Essais cliniques, pénurie de diplômés en sciences médicales et pression fiscale
En voici l’état des lieux établi par Deloitte. Un seul point fort : «Les dépenses gouvernementales en croissance dans le domaine de la santé. Beaucoup de points faibles : une pénurie de diplômés dans les matières scientifiques avec un taux de 0,9 % de l’ensemble des diplômés qui sortent des universités, un enseignement supérieur tourné sur le volet académique plutôt que sur la recherche, il est en déphasage avec les besoins du marché, une collaboration public/privé très faible, inexistence de financement privé pour la recherche et déficit énorme en matière de communication et d’échange entre les opérateurs du même secteur.» Par ailleurs, les experts de Deloitte ont souligné des contraintes ayant trait aux conditions d’investissement en Algérie : «Les restrictions liées à l’importation, la règle du 51/49 plafonnant la participation des étrangers au capital des entreprises à 49% (100% dans trois autres pôles), la pression fiscale avec un taux d’impôt sur les sociétés de l’ordre de 25%, soit trois fois plus qu’à Boston (8,8%), pôle considéré comme mature, et deux fois plus qu’en Irlande (12,5%), pôle considéré comme achevé, et beaucoup plus contraignant qu’à Singapour (17%), pôle considéré comme en phase de démarrage et l’exercice du droit de propriété intellectuelle reste un défi car il n’y a pas de protection de données. » Last but not least : pour développer une industrie pharmaceutique innovante, il faudrait faire une recherche clinique. Or, l’Algérie ne dispose pas d’un cadre juridique régissant les essais cliniques. Volontaires ou rémunérés, il faudrait surtout déterminer les responsabilités en cas de décès à la suite d’un essai clinique.
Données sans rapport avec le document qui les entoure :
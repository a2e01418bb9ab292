//! Scripted in-memory collaborators.

use async_trait::async_trait;
use dashmap::DashMap;
use parking_lot::Mutex;
use std::collections::{HashMap, HashSet, VecDeque};
use std::sync::atomic::{AtomicUsize, Ordering};
use std::time::Duration;

use super::fixtures::default_stage_content;
use crate::core::{FaqRecord, ServiceRecord, ServiceUpdate, StageName};
use crate::errors::{BatchServiceError, GenerationError, PersistenceError};
use crate::ports::{
    BackgroundBatchService, BackgroundStatus, BatchStatusReport, BatchSubmission, ChildRecords,
    GenerationRequest, GenerationService, PersistenceService, UpdateOptions,
};

/// Rule matching one stage, optionally for one entity only.
#[derive(Debug, Clone, PartialEq, Eq, Hash)]
struct StageRule {
    entity_id: Option<String>,
    stage: StageName,
}

impl StageRule {
    fn matches(&self, entity_id: &str, stage: StageName) -> bool {
        self.stage == stage && self.entity_id.as_deref().map_or(true, |id| id == entity_id)
    }
}

/// Generation service returning [`default_stage_content`] unless scripted
/// otherwise. Records every request.
#[derive(Debug, Default)]
pub struct ScriptedGenerationService {
    responses: HashMap<StageName, serde_json::Value>,
    failures: Vec<StageRule>,
    delays: Vec<(StageRule, Duration)>,
    requests: Mutex<Vec<GenerationRequest>>,
}

impl ScriptedGenerationService {
    /// Creates a service that succeeds for every stage.
    #[must_use]
    pub fn new() -> Self {
        Self::default()
    }

    /// Returns `content` for `stage`.
    #[must_use]
    pub fn with_response(mut self, stage: StageName, content: serde_json::Value) -> Self {
        self.responses.insert(stage, content);
        self
    }

    /// Fails `stage` for every entity.
    #[must_use]
    pub fn with_failure(mut self, stage: StageName) -> Self {
        self.failures.push(StageRule {
            entity_id: None,
            stage,
        });
        self
    }

    /// Fails `stage` for one entity.
    #[must_use]
    pub fn with_failure_for(mut self, entity_id: impl Into<String>, stage: StageName) -> Self {
        self.failures.push(StageRule {
            entity_id: Some(entity_id.into()),
            stage,
        });
        self
    }

    /// Delays `stage` for every entity.
    #[must_use]
    pub fn with_delay(mut self, stage: StageName, delay: Duration) -> Self {
        self.delays.push((
            StageRule {
                entity_id: None,
                stage,
            },
            delay,
        ));
        self
    }

    /// Delays `stage` for one entity.
    #[must_use]
    pub fn with_delay_for(
        mut self,
        entity_id: impl Into<String>,
        stage: StageName,
        delay: Duration,
    ) -> Self {
        self.delays.push((
            StageRule {
                entity_id: Some(entity_id.into()),
                stage,
            },
            delay,
        ));
        self
    }

    /// Every request received, in order.
    #[must_use]
    pub fn requests(&self) -> Vec<GenerationRequest> {
        self.requests.lock().clone()
    }

    /// Number of calls.
    #[must_use]
    pub fn call_count(&self) -> usize {
        self.requests.lock().len()
    }

    /// Ids of the entities generation was requested for, deduplicated in
    /// first-seen order.
    #[must_use]
    pub fn entities_seen(&self) -> Vec<String> {
        let mut seen = HashSet::new();
        self.requests
            .lock()
            .iter()
            .filter(|r| seen.insert(r.service.id.clone()))
            .map(|r| r.service.id.clone())
            .collect()
    }
}

#[async_trait]
impl GenerationService for ScriptedGenerationService {
    async fn generate(
        &self,
        request: &GenerationRequest,
    ) -> Result<serde_json::Value, GenerationError> {
        self.requests.lock().push(request.clone());
        let (id, stage) = (request.service.id.as_str(), request.stage);

        if let Some((_, delay)) = self.delays.iter().find(|(rule, _)| rule.matches(id, stage)) {
            tokio::time::sleep(*delay).await;
        }
        if self.failures.iter().any(|rule| rule.matches(id, stage)) {
            return Err(GenerationError::Transport {
                stage,
                message: "scripted failure".to_string(),
            });
        }
        Ok(self
            .responses
            .get(&stage)
            .cloned()
            .unwrap_or_else(|| default_stage_content(stage)))
    }
}

/// Persistence store held in memory.
#[derive(Debug, Default)]
pub struct InMemoryPersistence {
    services: DashMap<String, ServiceRecord>,
    faqs: DashMap<String, Vec<FaqRecord>>,
    failing: Mutex<HashSet<String>>,
    updates: AtomicUsize,
    last_options: Mutex<Option<UpdateOptions>>,
}

impl InMemoryPersistence {
    /// Creates an empty store.
    #[must_use]
    pub fn new() -> Self {
        Self::default()
    }

    /// Adds a record.
    #[must_use]
    pub fn with_service(self, record: ServiceRecord) -> Self {
        self.insert(record);
        self
    }

    /// Adds several records.
    #[must_use]
    pub fn with_services(self, records: impl IntoIterator<Item = ServiceRecord>) -> Self {
        for record in records {
            self.insert(record);
        }
        self
    }

    /// Inserts or replaces a record.
    pub fn insert(&self, record: ServiceRecord) {
        self.services.insert(record.id.clone(), record);
    }

    /// Makes every update of `entity_id` fail.
    pub fn fail_updates_for(&self, entity_id: impl Into<String>) {
        self.failing.lock().insert(entity_id.into());
    }

    /// Current record.
    #[must_use]
    pub fn get(&self, entity_id: &str) -> Option<ServiceRecord> {
        self.services.get(entity_id).map(|r| r.clone())
    }

    /// Current FAQ rows.
    #[must_use]
    pub fn faqs(&self, entity_id: &str) -> Vec<FaqRecord> {
        self.faqs
            .get(entity_id)
            .map(|f| f.clone())
            .unwrap_or_default()
    }

    /// Successful field updates so far.
    #[must_use]
    pub fn update_count(&self) -> usize {
        self.updates.load(Ordering::SeqCst)
    }

    /// Options passed with the last update.
    #[must_use]
    pub fn last_update_options(&self) -> Option<UpdateOptions> {
        *self.last_options.lock()
    }
}

#[async_trait]
impl PersistenceService for InMemoryPersistence {
    async fn fetch_entity(&self, entity_id: &str) -> Result<ServiceRecord, PersistenceError> {
        self.get(entity_id)
            .ok_or_else(|| PersistenceError::NotFound(entity_id.to_string()))
    }

    async fn update_entity(
        &self,
        entity_id: &str,
        update: &ServiceUpdate,
        options: UpdateOptions,
    ) -> Result<(), PersistenceError> {
        *self.last_options.lock() = Some(options);
        if self.failing.lock().contains(entity_id) {
            return Err(PersistenceError::UpdateFailed {
                entity_id: entity_id.to_string(),
                attempts: options.retry_attempts,
                message: "scripted failure".to_string(),
            });
        }
        let mut record = self
            .services
            .get_mut(entity_id)
            .ok_or_else(|| PersistenceError::NotFound(entity_id.to_string()))?;
        record.apply(update);
        self.updates.fetch_add(1, Ordering::SeqCst);
        Ok(())
    }

    async fn replace_child_records(
        &self,
        entity_id: &str,
        records: &ChildRecords,
    ) -> Result<(), PersistenceError> {
        if self.failing.lock().contains(entity_id) {
            return Err(PersistenceError::Transport("scripted failure".to_string()));
        }
        match records {
            ChildRecords::Faqs(faqs) => {
                self.faqs.insert(entity_id.to_string(), faqs.clone());
            }
        }
        Ok(())
    }
}

/// Batch service that replays scripted poll results.
///
/// Once the script runs out every poll reports the submitted batch as
/// completed.
#[derive(Debug, Default)]
pub struct ScriptedBatchService {
    script: Mutex<VecDeque<Result<BatchStatusReport, BatchServiceError>>>,
    submissions: Mutex<Vec<BatchSubmission>>,
    polls: AtomicUsize,
}

impl ScriptedBatchService {
    /// Creates a service that replays `script`.
    #[must_use]
    pub fn new(script: Vec<Result<BatchStatusReport, BatchServiceError>>) -> Self {
        Self {
            script: Mutex::new(script.into()),
            ..Self::default()
        }
    }

    /// Submissions received.
    #[must_use]
    pub fn submissions(&self) -> Vec<BatchSubmission> {
        self.submissions.lock().clone()
    }

    /// Polls received.
    #[must_use]
    pub fn poll_count(&self) -> usize {
        self.polls.load(Ordering::SeqCst)
    }
}

#[async_trait]
impl BackgroundBatchService for ScriptedBatchService {
    async fn submit_batch(&self, submission: &BatchSubmission) -> Result<String, BatchServiceError> {
        let mut submissions = self.submissions.lock();
        submissions.push(submission.clone());
        Ok(format!("batch-{}", submissions.len()))
    }

    async fn poll_status(&self, _batch_id: &str) -> Result<BatchStatusReport, BatchServiceError> {
        self.polls.fetch_add(1, Ordering::SeqCst);
        if let Some(next) = self.script.lock().pop_front() {
            return next;
        }
        let total = self
            .submissions
            .lock()
            .last()
            .map_or(0, |s| s.entity_ids.len());
        Ok(BatchStatusReport {
            status: BackgroundStatus::Completed,
            completed_count: total,
            total_count: total,
            error_count: 0,
            failed_entity_ids: Vec::new(),
        })
    }
}
//! Progress notifications for UI observers.

mod sink;

pub use sink::{CollectingEventSink, EventSink, LoggingEventSink, NoOpEventSink};

use serde::{Deserialize, Serialize};

use crate::core::{EntityStatus, StageName, StageStatus};
use crate::monitor::StuckStage;
use crate::pipeline::{BatchSummary, ExecutionMode};
use crate::ports::BatchStatusReport;
use crate::recovery::{RecoveryReason, RecoveryReport};

/// Something observers may want to render.
#[derive(Debug, Clone, PartialEq, Serialize, Deserialize)]
#[serde(tag = "type", rename_all = "snake_case")]
pub enum UpdaterEvent {
    /// A batch passed filtering and is about to run.
    BatchStarted {
        /// Foreground run id.
        run_id: String,
        /// Chosen mode.
        mode: ExecutionMode,
        /// Entities that will be processed, in order.
        entity_ids: Vec<String>,
        /// Entities filtered out as already updated.
        skipped: Vec<String>,
    },
    /// An entity entered `updating`.
    EntityStarted {
        /// Entity.
        entity_id: String,
    },
    /// A stage changed status.
    StageChanged {
        /// Entity.
        entity_id: String,
        /// Stage.
        stage: StageName,
        /// New status.
        status: StageStatus,
    },
    /// An entity reached a terminal status.
    EntityFinished {
        /// Entity.
        entity_id: String,
        /// Final status.
        status: EntityStatus,
        /// Verification outcome, if it ran.
        verified: Option<bool>,
        /// Error text for failed entities.
        error: Option<String>,
    },
    /// Stuck stages seen; not yet confirmed.
    StuckNotice {
        /// Consecutive positive sweeps.
        consecutive: u32,
        /// Offending stages.
        stuck: Vec<StuckStage>,
    },
    /// Stuck state confirmed by consecutive sweeps.
    StuckEscalated {
        /// Offending stages.
        stuck: Vec<StuckStage>,
    },
    /// Recovery entered.
    RecoveryStarted {
        /// Trigger.
        reason: RecoveryReason,
    },
    /// Recovery finished and the soft reset applied.
    RecoveryCompleted {
        /// Outcome.
        report: RecoveryReport,
    },
    /// A background batch was accepted.
    BackgroundSubmitted {
        /// Identifier for polling.
        batch_id: String,
        /// Entities submitted.
        entity_count: usize,
    },
    /// A background poll returned.
    BackgroundStatus {
        /// Identifier.
        batch_id: String,
        /// Poll result.
        report: BatchStatusReport,
    },
    /// The batch ended.
    BatchFinished {
        /// Counts.
        summary: BatchSummary,
    },
}

impl UpdaterEvent {
    /// Snake-case event name, matching the serialized `type` tag.
    #[must_use]
    pub const fn kind(&self) -> &'static str {
        match self {
            Self::BatchStarted { .. } => "batch_started",
            Self::EntityStarted { .. } => "entity_started",
            Self::StageChanged { .. } => "stage_changed",
            Self::EntityFinished { .. } => "entity_finished",
            Self::StuckNotice { .. } => "stuck_notice",
            Self::StuckEscalated { .. } => "stuck_escalated",
            Self::RecoveryStarted { .. } => "recovery_started",
            Self::RecoveryCompleted { .. } => "recovery_completed",
            Self::BackgroundSubmitted { .. } => "background_submitted",
            Self::BackgroundStatus { .. } => "background_status",
            Self::BatchFinished { .. } => "batch_finished",
        }
    }
}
Dans le cas de l’Algérie, encore, promulguer une loi sur les essais cliniques n’est pas une tâche facile. C’est une question délicate. Tout comme la loi sur la greffe d’organes qui traîne justement à cause de considérations d’ordre socio-religieux.
Recommandations
L’Algérie, se fixant pour objectif l’année 2020, aura bénéficié d’expériences couronnées de succès. En ce sens, estime le directeur régional de Deloitte, le rapport de son cabinet, intitulé «Etude pour développer une feuille de route stratégique pour l’industrie pharmaceutique innovante en Algérie, vision 2020» n’est qu’une «contribution pour le lancement du pôle de Sidi Abdallah». Une contribution devant aider à réunir les conditions propices à la recherche-développement dans le domaine biomédical et accélérer la mise sur orbite de ce pôle d’excellence. Il n’est donc pas une recette miracle. Les experts de Deloitte ont formulé 82 recommandations pour actions à court, à moyen et à long terme. L’intervention de l’Etat doit être axée sur des piliers stratégiques comme le capital humain, la réglementation et le financement. Ils suggèrent, outre l’harmonisation des lois encadrant l’activité économique, «l’amélioration de l’enseignement universitaire pour l’adapter aux besoins de l’industrie biopharmaceutique, la création d’une agence gouvernementale de perfectionnement pour le développement des talents locaux, finaliser les discussions en cours sur des partenariats avec des universités de renommée mondiale, la mise en place d’un cadre d’information et d’échange en développant des forums de discussion entre les opérateurs de l’industrie biopharmaceutique, réviser les directives de pharmacovigilance pour les aligner sur les standards internationaux et élaborer une stratégie marketing pour promouvoir l’industrie biopharmaceutique algérienne à l’étranger». Les partenaires algériens et américains se sont ainsi entendus sur un planning dont des groupes de travail devront bientôt débattre des propositions de Deloitte et formuler des mesures concrètes devant permettre la mise en place du pôle. Tout, souligne Deloitte, dépend de la capacité de l’Etat algérien à attirer des entreprises, nationales ou étrangères. L’Etat, recommande encore Deloitte, devrait mettre le paquet et financer les premiers investissements pour au moins s’assurer du démarrage du pôle.